Turning Antigravity CLI Into a Self-Verifying Plan Executor

Table of Contents

The Problem: When the Executor Rebels Against the Plan
The Solution: Enforcing Absolute Execution Discipline
Why this combination works better than any single change
Final thoughts

If you use Antigravity CLI for real implementation work, the hardest problem is usually not raw model quality. It is execution discipline.

A fast model can still drift out of scope, improvise around a plan, or blur the line between “implementation” and “creative interpretation.” Before I tightened my setup, my biggest frustration was when the executor treated a carefully crafted, step-by-step plan as a mere "creative suggestion," introducing speculative abstractions and "while I'm here" refactoring that made the changes difficult to audit and verify.

To solve this, I tightened three parts of my Antigravity CLI setup:

the instruction layer (GEMINI.md, which plays the role that AGENTS.md often plays in other tools),
a dedicated implement-plan skill,
and a separate reviewer agent running Gemini 3.1 Pro, wired into an automated review loop that runs until it returns PASS.

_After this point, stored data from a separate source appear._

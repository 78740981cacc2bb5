//! ProcessBackend trait: the OS interactions the engine depends on.
//!
//! The engine never calls fork, waitpid or killpg directly. It goes through
//! this trait so the reaper, dispatcher and resolver can be driven by scripted
//! child events in tests.
//!
//! - `SystemProcesses`: real processes via nix
//! - `MockProcesses` (tests): sequential pids, recorded signals, scripted events

mod system;

pub use system::SystemProcesses;

#[cfg(test)]
pub mod testing;

#[cfg(test)]
pub use testing::{MockHandle, MockProcesses};

use std::ffi::OsString;
use std::path::Path;

use nix::sys::signal::Signal;
use nix::unistd::Pid;

use crate::error::ShellResult;

/// A change in some child's state, as reported by the OS.
#[derive(Debug, Clone, Copy, PartialEq, Eq)]
pub enum ChildEvent {
    /// Exited normally with a status code.
    Exited { pid: Pid, code: i32 },
    /// Killed by an uncaught signal.
    Signaled { pid: Pid, signal: Signal },
    /// Stopped by a signal.
    Stopped { pid: Pid, signal: Signal },
}

impl ChildEvent {
    pub fn pid(&self) -> Pid {
        match *self {
            ChildEvent::Exited { pid, .. }
            | ChildEvent::Signaled { pid, .. }
            | ChildEvent::Stopped { pid, .. } => pid,
        }
    }
}

/// Everything needed to start an external program.
#[derive(Debug, Clone)]
pub struct Launch {
    /// Path handed to execve.
    pub program: String,
    /// Argument vector, `argv[0]` as typed.
    pub argv: Vec<String>,
    /// Environment passed to the new image.
    pub env: Vec<(OsString, OsString)>,
}

impl Launch {
    /// Prepare a launch of `argv` with the shell's current environment.
    ///
    /// A bare command name is looked up in `$PATH`; a name containing `/` is
    /// used as is. An unresolved name is kept unchanged so exec reports it.
    pub fn new(argv: Vec<String>) -> Self {
        let name = argv.first().cloned().unwrap_or_default();
        let program = if name.contains('/') {
            name
        } else {
            std::env::var("PATH")
                .ok()
                .and_then(|path| resolve_in_path(&name, &path))
                .unwrap_or(name)
        };
        Self {
            program,
            argv,
            env: std::env::vars_os().collect(),
        }
    }

    /// The command name as typed.
    pub fn name(&self) -> &str {
        self.argv.first().map(String::as_str).unwrap_or("")
    }
}

/// Search a `PATH`-style list for an executable file called `name`.
pub fn resolve_in_path(name: &str, path_var: &str) -> Option<String> {
    use std::os::unix::fs::PermissionsExt;

    if name.is_empty() {
        return None;
    }
    for dir in path_var.split(':') {
        if dir.is_empty() {
            continue;
        }

        let full_path = format!("{}/{}", dir, name);
        let path = Path::new(&full_path);
        if !path.is_file() {
            continue;
        }
        if let Ok(metadata) = path.metadata() {
            if metadata.permissions().mode() & 0o111 != 0 {
                return Some(full_path);
            }
        }
    }

    None
}

/// Process creation, status polling and group signalling.
pub trait ProcessBackend: Send {
    /// Start `launch` as the leader of a new process group.
    ///
    /// Called with the guarded signals blocked. The child resets its
    /// dispositions and mask before exec; exec failure only kills the child.
    fn spawn(&mut self, launch: &Launch) -> ShellResult<Pid>;

    /// Collect one changed child without blocking, or `None` if there is none.
    fn poll_changed(&mut self) -> ShellResult<Option<ChildEvent>>;

    /// Deliver `signal` to every process in group `pgid`.
    fn signal_group(&mut self, pgid: Pid, signal: Signal) -> nix::Result<()>;
}

#[cfg(test)]
mod tests {
    use super::*;

    #[test]
    fn resolves_sh_in_path() {
        let resolved = resolve_in_path("sh", "/nonexistent:/bin:/usr/bin").unwrap();
        assert!(resolved.ends_with("/sh"), "got {resolved}");
    }

    #[test]
    fn unresolved_name_is_none() {
        assert!(resolve_in_path("definitely-not-a-command-xyz", "/bin:/usr/bin").is_none());
        assert!(resolve_in_path("sh", "").is_none());
    }

    #[test]
    fn launch_keeps_slashed_paths() {
        let launch = Launch::new(vec!["./a.out".to_string(), "x".to_string()]);
        assert_eq!(launch.program, "./a.out");
        assert_eq!(launch.name(), "./a.out");
    }

    #[test]
    fn launch_keeps_unknown_names() {
        let launch = Launch::new(vec!["definitely-not-a-command-xyz".to_string()]);
        assert_eq!(launch.program, "definitely-not-a-command-xyz");
    }

    #[test]
    fn event_pid() {
        let pid = Pid::from_raw(42);
        assert_eq!(ChildEvent::Exited { pid, code: 0 }.pid(), pid);
        assert_eq!(ChildEvent::Stopped { pid, signal: Signal::SIGTSTP }.pid(), pid);
    }
}
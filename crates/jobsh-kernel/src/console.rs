//! Where the shell's own output goes.
//!
//! Every line is formatted first and then written with a single unbuffered
//! write, so it follows whatever fd 1 / fd 2 point at right now (including an
//! active redirection) and never leaves half a line behind.

use std::fmt::Display;
use std::io::{self, Write};
use std::os::fd::AsFd;
use std::sync::{Arc, Mutex};

/// Output and diagnostic sinks.
pub struct Console {
    out: Box<dyn Write + Send>,
    err: Box<dyn Write + Send>,
}

impl Console {
    /// Direct writes to the process's stdout and stderr descriptors.
    pub fn stdio() -> Self {
        Self {
            out: Box::new(FdWriter::Stdout),
            err: Box::new(FdWriter::Stderr),
        }
    }

    /// In-memory sinks, plus a handle to read what was written.
    pub fn capture() -> (Self, Captured) {
        let captured = Captured::default();
        let console = Self {
            out: Box::new(SharedBuf(captured.out.clone())),
            err: Box::new(SharedBuf(captured.err.clone())),
        };
        (console, captured)
    }

    /// Print one line on stdout.
    pub fn line(&mut self, text: impl Display) {
        emit(&mut self.out, text);
    }

    /// Print one diagnostic line on stderr.
    pub fn error(&mut self, text: impl Display) {
        emit(&mut self.err, text);
    }
}

fn emit(sink: &mut Box<dyn Write + Send>, text: impl Display) {
    let line = format!("{}\n", text);
    if let Err(e) = sink.write_all(line.as_bytes()) {
        tracing::warn!("console write failed: {}", e);
    }
}

/// Unbuffered writer on fd 1 or fd 2.
enum FdWriter {
    Stdout,
    Stderr,
}

impl Write for FdWriter {
    fn write(&mut self, buf: &[u8]) -> io::Result<usize> {
        let written = match self {
            FdWriter::Stdout => nix::unistd::write(io::stdout().as_fd(), buf),
            FdWriter::Stderr => nix::unistd::write(io::stderr().as_fd(), buf),
        };
        written.map_err(io::Error::from)
    }

    fn flush(&mut self) -> io::Result<()> {
        Ok(())
    }
}

struct SharedBuf(Arc<Mutex<Vec<u8>>>);

impl Write for SharedBuf {
    fn write(&mut self, buf: &[u8]) -> io::Result<usize> {
        self.0
            .lock()
            .map_err(|_| io::Error::other("capture buffer poisoned"))?
            .extend_from_slice(buf);
        Ok(buf.len())
    }

    fn flush(&mut self) -> io::Result<()> {
        Ok(())
    }
}

/// Read side of [`Console::capture`].
#[derive(Clone, Default)]
pub struct Captured {
    out: Arc<Mutex<Vec<u8>>>,
    err: Arc<Mutex<Vec<u8>>>,
}

impl Captured {
    /// Everything written to stdout so far.
    pub fn stdout(&self) -> String {
        read(&self.out)
    }

    /// Everything written to stderr so far.
    pub fn stderr(&self) -> String {
        read(&self.err)
    }

    /// Drain both buffers.
    pub fn clear(&self) {
        for buf in [&self.out, &self.err] {
            if let Ok(mut buf) = buf.lock() {
                buf.clear();
            }
        }
    }
}

fn read(buf: &Mutex<Vec<u8>>) -> String {
    buf.lock()
        .map(|bytes| String::from_utf8_lossy(&bytes).into_owned())
        .unwrap_or_default()
}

The first two pieces made execution auditable: rules and a skill force the fast executor to stay anchored to a saved plan and to report what it did in a fixed structure. The third piece is what changed the whole thing. Once a different, higher-capability model does the judging, the setup stops being merely auditable and becomes self-verifying. The executor can no longer sign off on its own work.

This post walks through the problem of plan drift, how the global instruction layer and a custom plan-focused skill enforce discipline during coding tasks, and why moving the final verdict onto a second model was the change that mattered most.

The Problem: When the Executor Rebels Against the Plan

In real engineering work, an agent that decides to be a creative designer instead of a disciplined builder is a liability.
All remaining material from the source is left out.